Stored data entries:
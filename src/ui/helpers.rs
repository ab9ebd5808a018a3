//! UI helper functions

use crate::config::colors;
use crate::overlay::Severity;
use ratatui::layout::{Constraint, Direction, Layout, Rect};
use ratatui::style::Color;

/// Truncate a string to max_len characters with ellipsis
pub fn truncate(s: &str, max_len: usize) -> String {
    if max_len == 0 {
        return String::new();
    }
    if s.chars().count() <= max_len {
        s.to_string()
    } else {
        let kept: String = s.chars().take(max_len - 1).collect();
        format!("{kept}…")
    }
}

/// Create a centered rect with percentage-based dimensions
pub fn centered_rect(percent_x: u16, percent_y: u16, r: Rect) -> Rect {
    let popup_layout = Layout::default()
        .direction(Direction::Vertical)
        .constraints([
            Constraint::Percentage((100 - percent_y) / 2),
            Constraint::Percentage(percent_y),
            Constraint::Percentage((100 - percent_y) / 2),
        ])
        .split(r);

    Layout::default()
        .direction(Direction::Horizontal)
        .constraints([
            Constraint::Percentage((100 - percent_x) / 2),
            Constraint::Percentage(percent_x),
            Constraint::Percentage((100 - percent_x) / 2),
        ])
        .split(popup_layout[1])[1]
}

/// Rows `text` takes when word-wrapped at `width` columns
///
/// Greedy like the paragraph wrapper: words move to the next row when they do
/// not fit, and words longer than a row are broken.
pub fn wrapped_rows(text: &str, width: usize) -> usize {
    if width == 0 {
        return 0;
    }
    let rows: usize = text
        .lines()
        .map(|line| {
            let mut rows = 1;
            let mut used = 0;
            for word in line.split(' ') {
                let len = word.chars().count();
                let needed = if used == 0 { len } else { used + 1 + len };
                if needed <= width {
                    used = needed;
                } else if len <= width {
                    rows += 1;
                    used = len;
                } else {
                    if used > 0 {
                        rows += 1;
                    }
                    rows += (len - 1) / width;
                    used = (len - 1) % width + 1;
                }
            }
            rows
        })
        .sum();
    rows.max(1)
}

/// Centered rect of a fixed size, clamped to the area
pub fn centered_fixed(width: u16, height: u16, r: Rect) -> Rect {
    let width = width.min(r.width);
    let height = height.min(r.height);
    Rect {
        x: r.x + (r.width - width) / 2,
        y: r.y + (r.height - height) / 2,
        width,
        height,
    }
}

pub fn severity_color(severity: Severity) -> Color {
    match severity {
        Severity::Success => colors::SUCCESS,
        Severity::Info => colors::INFO,
        Severity::Warning => colors::WARNING,
        Severity::Error => colors::ERROR,
    }
}

#[cfg(test)]
mod tests {
    use super::*;

    #[test]
    fn test_truncate_is_char_safe() {
        assert_eq!(truncate("Dune", 10), "Dune");
        assert_eq!(truncate("Pride and Prejudice", 6), "Pride…");
        assert_eq!(truncate("Les Misérables", 7), "Les Mi…");
        assert_eq!(truncate("anything", 0), "");
    }

    #[test]
    fn test_wrapped_rows() {
        assert_eq!(wrapped_rows("Do you wish to delete Dune?", 50), 1);
        assert_eq!(wrapped_rows("", 50), 1);
        // Two nine-letter words fit a 20-column row
        assert_eq!(wrapped_rows(&["catalogue"; 10].join(" "), 20), 5);
        assert_eq!(wrapped_rows(&"x".repeat(45), 20), 3);
        assert_eq!(wrapped_rows("short\nlines", 50), 2);
    }

    #[test]
    fn test_centered_fixed_clamps() {
        let area = Rect::new(0, 0, 40, 10);
        assert_eq!(centered_fixed(20, 4, area), Rect::new(10, 3, 20, 4));
        assert_eq!(centered_fixed(80, 40, area), area);
    }
}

▶ **Problem requirements**:
Your answer should be the lines of the records that include the word "with".

▶ **Task output**:
/// Truncate a string to max_len characters with ellipsis
/// Create a centered rect with percentage-based dimensions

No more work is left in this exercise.